The problem is there with cpu_online_mask() as well, which is fixed value at
boot time in !CONFIG_HOTPLUG_CPU case and should not change that often even
in HOTPLUG case.
Though most of the callers of these two routines are init time (with few
exceptions of runtime calls), it is cleaner to use variables
and not go through this repeated mask based calculation.
Signed-off-by: Venkatesh Pallipadi<venki@xxxxxxxxxx>
---
include/linux/cpumask.h | 8 ++++++--
kernel/cpu.c | 9 +++++++++
2 files changed, 15 insertions(+), 2 deletions(-)
diff --git a/include/linux/cpumask.h b/include/linux/cpumask.h
index 4f7a632..2eb04dd 100644
--- a/include/linux/cpumask.h
+++ b/include/linux/cpumask.h
@@ -80,9 +80,13 @@ extern const struct cpumask *const cpu_online_mask;
extern const struct cpumask *const cpu_present_mask;
extern const struct cpumask *const cpu_active_mask;
+extern int nr_online_cpus;
+
#if NR_CPUS> 1
-#define num_online_cpus() cpumask_weight(cpu_online_mask)
-#define num_possible_cpus() cpumask_weight(cpu_possible_mask)
+
+#define num_online_cpus() (nr_online_cpus)
+#define num_possible_cpus() (nr_cpu_ids)

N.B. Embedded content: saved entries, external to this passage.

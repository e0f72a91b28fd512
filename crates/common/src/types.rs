use std::{fmt, str::FromStr};

use serde::{Deserialize, Serialize};

use crate::Error;

macro_rules! numeric_id {
    ($(#[$meta:meta])* $name:ident) => {
        $(#[$meta])*
        #[derive(Debug, Clone, Copy, PartialEq, Eq, Hash, PartialOrd, Ord, Serialize, Deserialize)]
        #[serde(transparent)]
        pub struct $name(pub i64);

        impl fmt::Display for $name {
            fn fmt(&self, f: &mut fmt::Formatter<'_>) -> fmt::Result {
                write!(f, "{}", self.0)
            }
        }

        impl FromStr for $name {
            type Err = Error;

            fn from_str(s: &str) -> Result<Self, Self::Err> {
                s.trim()
                    .parse::<i64>()
                    .map(Self)
                    .map_err(|_| Error::parse(stringify!($name), s))
            }
        }
    };
}

numeric_id!(
    /// Transport-level user identifier (a Telegram user id).
    UserId
);
numeric_id!(
    /// Conversation a reply is sent to. For private chats this equals the user id.
    ChatId
);
numeric_id!(TopicId);
numeric_id!(EntryId);

impl From<UserId> for ChatId {
    fn from(user: UserId) -> Self {
        Self(user.0)
    }
}

/// Permission level. Ordered so that a higher role satisfies every lower one.
#[derive(
    Debug, Clone, Copy, Default, PartialEq, Eq, Hash, PartialOrd, Ord, Serialize, Deserialize,
)]
#[serde(rename_all = "lowercase")]
pub enum Role {
    #[default]
    Viewer,
    Editor,
    Admin,
}

impl Role {
    pub const ALL: &'static [Role] = &[Self::Viewer, Self::Editor, Self::Admin];

    #[must_use]
    pub fn satisfies(self, required: Role) -> bool {
        self >= required
    }

    #[must_use]
    pub fn as_str(self) -> &'static str {
        match self {
            Self::Viewer => "viewer",
            Self::Editor => "editor",
            Self::Admin => "admin",
        }
    }
}

impl fmt::Display for Role {
    fn fmt(&self, f: &mut fmt::Formatter<'_>) -> fmt::Result {
        f.write_str(self.as_str())
    }
}

impl FromStr for Role {
    type Err = Error;

    fn from_str(s: &str) -> Result<Self, Self::Err> {
        match s.trim().to_ascii_lowercase().as_str() {
            "viewer" => Ok(Self::Viewer),
            "editor" => Ok(Self::Editor),
            "admin" => Ok(Self::Admin),
            _ => Err(Error::parse("role", s)),
        }
    }
}

/// The resolved caller of a command.
#[derive(Debug, Clone, PartialEq, Eq)]
pub struct UserIdentity {
    pub id: UserId,
    pub display_name: String,
    pub role: Role,
    /// IETF language tag preferred by the user, if known.
    pub language: Option<String>,
}

impl UserIdentity {
    pub fn new(id: UserId, display_name: impl Into<String>, role: Role) -> Self {
        Self {
            id,
            display_name: display_name.into(),
            role,
            language: None,
        }
    }

    #[must_use]
    pub fn with_language(mut self, language: impl Into<String>) -> Self {
        self.language = Some(language.into());
        self
    }
}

nr_cpu_ids mean maximum cpu id of cpus. if cpu id are sparse, maximum id
doesn't match number of cpus.
Yes. But will it be sparse in any arch? I saw some of the users of
num_possible_cpus() doing things like allocating a buffer for that
size and then indexing it using get_cpu(). So, I thought it would be
better to use the existing nr_cpu_ids instead of inventing another
variable. If indeed any arch is depending on this being sparse, we can
have a new variable similar to num_possible_cpus and also audit all
users of num_possible_cpus to see whether they should be using
nr_cpu_ids instead.